Burning Questions We (Still!) Have After the Wild Ending to Netflix's 'Evil Genius'
Netflix is no stranger to true-crime docuseries: In the last few years, the streaming service has gone on a true-crime spree of buzz-worthy shows, beginning with Making a Murderer to this year's cult saga Wild, Wild Country. Now, it's tackling a crime that's profound in its unnecessary complexity, the story of a bomb, a bank, a scavenger hunt, and the maniacal woman who machinated it all.
The series is Evil Genius, which dropped on Netflix this month, and it's the kind of story that would only work as airport fiction had it not actually happened. In four tightly wound 45-minute episodes, the story of Marjorie Diehl-Armstrong and her twisted, murderous ways are recounted via FBI investigators; local police in Erie, Pennsylvania -- where the crimes took place -- journalists; and the friends and family of those involved.
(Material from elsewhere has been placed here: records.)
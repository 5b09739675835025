use anyhow::Result;
use std::collections::BTreeSet;
use std::path::{Path, PathBuf};
use std::sync::RwLock;

use crate::common::config::Config;

/// Where the user's exclusion list lives.
///
/// Reads are synchronous and happen on every guard decision. Values are
/// normalized absolute path strings.
pub trait ExclusionStore: Send + Sync {
    fn exclusions(&self) -> BTreeSet<String>;
    fn set_excluded(&self, path: &str, excluded: bool) -> Result<()>;
}

/// Process-local exclusion set
#[derive(Debug, Default)]
pub struct MemoryExclusions {
    paths: RwLock<BTreeSet<String>>,
}

impl MemoryExclusions {
    pub fn with_paths<I, S>(paths: I) -> Self
    where
        I: IntoIterator<Item = S>,
        S: Into<String>,
    {
        Self {
            paths: RwLock::new(paths.into_iter().map(Into::into).collect()),
        }
    }
}

impl ExclusionStore for MemoryExclusions {
    fn exclusions(&self) -> BTreeSet<String> {
        self.paths
            .read()
            .unwrap_or_else(|poisoned| poisoned.into_inner())
            .clone()
    }

    fn set_excluded(&self, path: &str, excluded: bool) -> Result<()> {
        let mut paths = self
            .paths
            .write()
            .unwrap_or_else(|poisoned| poisoned.into_inner());
        if excluded {
            paths.insert(path.to_string());
        } else {
            paths.remove(path);
        }
        Ok(())
    }
}

/// Exclusions persisted in the `exclude_paths` list of `config.toml`.
///
/// The file is re-read on every lookup. If a later read fails, the last
/// successfully loaded set is used so a broken file never empties the list.
#[derive(Debug)]
pub struct ConfigExclusions {
    path: PathBuf,
    last_good: RwLock<BTreeSet<String>>,
}

impl ConfigExclusions {
    /// Open the store at the default config location
    pub fn open_default() -> Result<Self> {
        Self::open(Config::config_path())
    }

    /// Open the store backed by an explicit config file. Fails if the file
    /// exists but cannot be parsed.
    pub fn open(path: impl AsRef<Path>) -> Result<Self> {
        let path = path.as_ref().to_path_buf();
        let config = Config::load_from(&path)?;
        Ok(Self {
            path,
            last_good: RwLock::new(config.exclude_paths.into_iter().collect()),
        })
    }

    fn remember(&self, set: &BTreeSet<String>) {
        *self
            .last_good
            .write()
            .unwrap_or_else(|poisoned| poisoned.into_inner()) = set.clone();
    }
}

impl ExclusionStore for ConfigExclusions {
    fn exclusions(&self) -> BTreeSet<String> {
        match Config::load_from(&self.path) {
            Ok(config) => {
                let set: BTreeSet<String> = config.exclude_paths.into_iter().collect();
                self.remember(&set);
                set
            }
            Err(e) => {
                tracing::warn!(error = %e, "could not re-read exclusions, using last known list");
                self.last_good
                    .read()
                    .unwrap_or_else(|poisoned| poisoned.into_inner())
                    .clone()
            }
        }
    }

    fn set_excluded(&self, path: &str, excluded: bool) -> Result<()> {
        let mut config = Config::load_from(&self.path)?;
        let mut set: BTreeSet<String> = config.exclude_paths.drain(..).collect();
        if excluded {
            set.insert(path.to_string());
        } else {
            set.remove(path);
        }
        config.exclude_paths = set.iter().cloned().collect();
        config.save_to(&self.path)?;
        self.remember(&set);
        Ok(())
    }
}

#[cfg(test)]
mod tests {
    use super::*;
    use tempfile::TempDir;

    #[test]
    fn test_memory_store_toggle() {
        let store = MemoryExclusions::with_paths(["/a"]);
        store.set_excluded("/b", true).unwrap();
        store.set_excluded("/a", false).unwrap();
        assert_eq!(store.exclusions(), BTreeSet::from(["/b".to_string()]));
    }

    #[test]
    fn test_config_store_persists() {
        let dir = TempDir::new().unwrap();
        let path = dir.path().join("config.toml");

        let store = ConfigExclusions::open(&path).unwrap();
        assert!(store.exclusions().is_empty());
        store.set_excluded("/Users/x/Library/Caches/app", true).unwrap();

        let reopened = ConfigExclusions::open(&path).unwrap();
        assert!(reopened.exclusions().contains("/Users/x/Library/Caches/app"));
        assert_eq!(
            Config::load_from(&path).unwrap().exclude_paths,
            vec!["/Users/x/Library/Caches/app".to_string()]
        );
    }

    #[test]
    fn test_config_store_keeps_last_good_on_corruption() {
        let dir = TempDir::new().unwrap();
        let path = dir.path().join("config.toml");
        let store = ConfigExclusions::open(&path).unwrap();
        store.set_excluded("/tmp/keep", true).unwrap();

        std::fs::write(&path, "exclude_paths = [not toml").unwrap();
        assert!(store.exclusions().contains("/tmp/keep"));
    }
}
But is Diehl-Armstrong the true evil genius, or is she merely a spoke in a larger wheel of death and deception?
Those are the questions Evil Genius attempts to answer, though there are plenty left by the time it's over. Here are the lingering questions we have about the crime, the characters, and what it all means in the end.
How involved was Brian Wells?The crime at the center of Evil Genius revolves around Erie resident Brian Wells, who walked into a local PNC Bank on an afternoon in late August, 2003, and passed a teller a note that said he was there to rob the bank of $250,000. The note also informed the teller that he had a bomb strapped around his neck, but the teller couldn't access that much cash, so she filled a bag with $8,702, and Wells left, grabbing a lollipop on his way out. Wells was quickly apprehended by police and cuffed, but they backed off when he told them there was a bomb fastened around his neck.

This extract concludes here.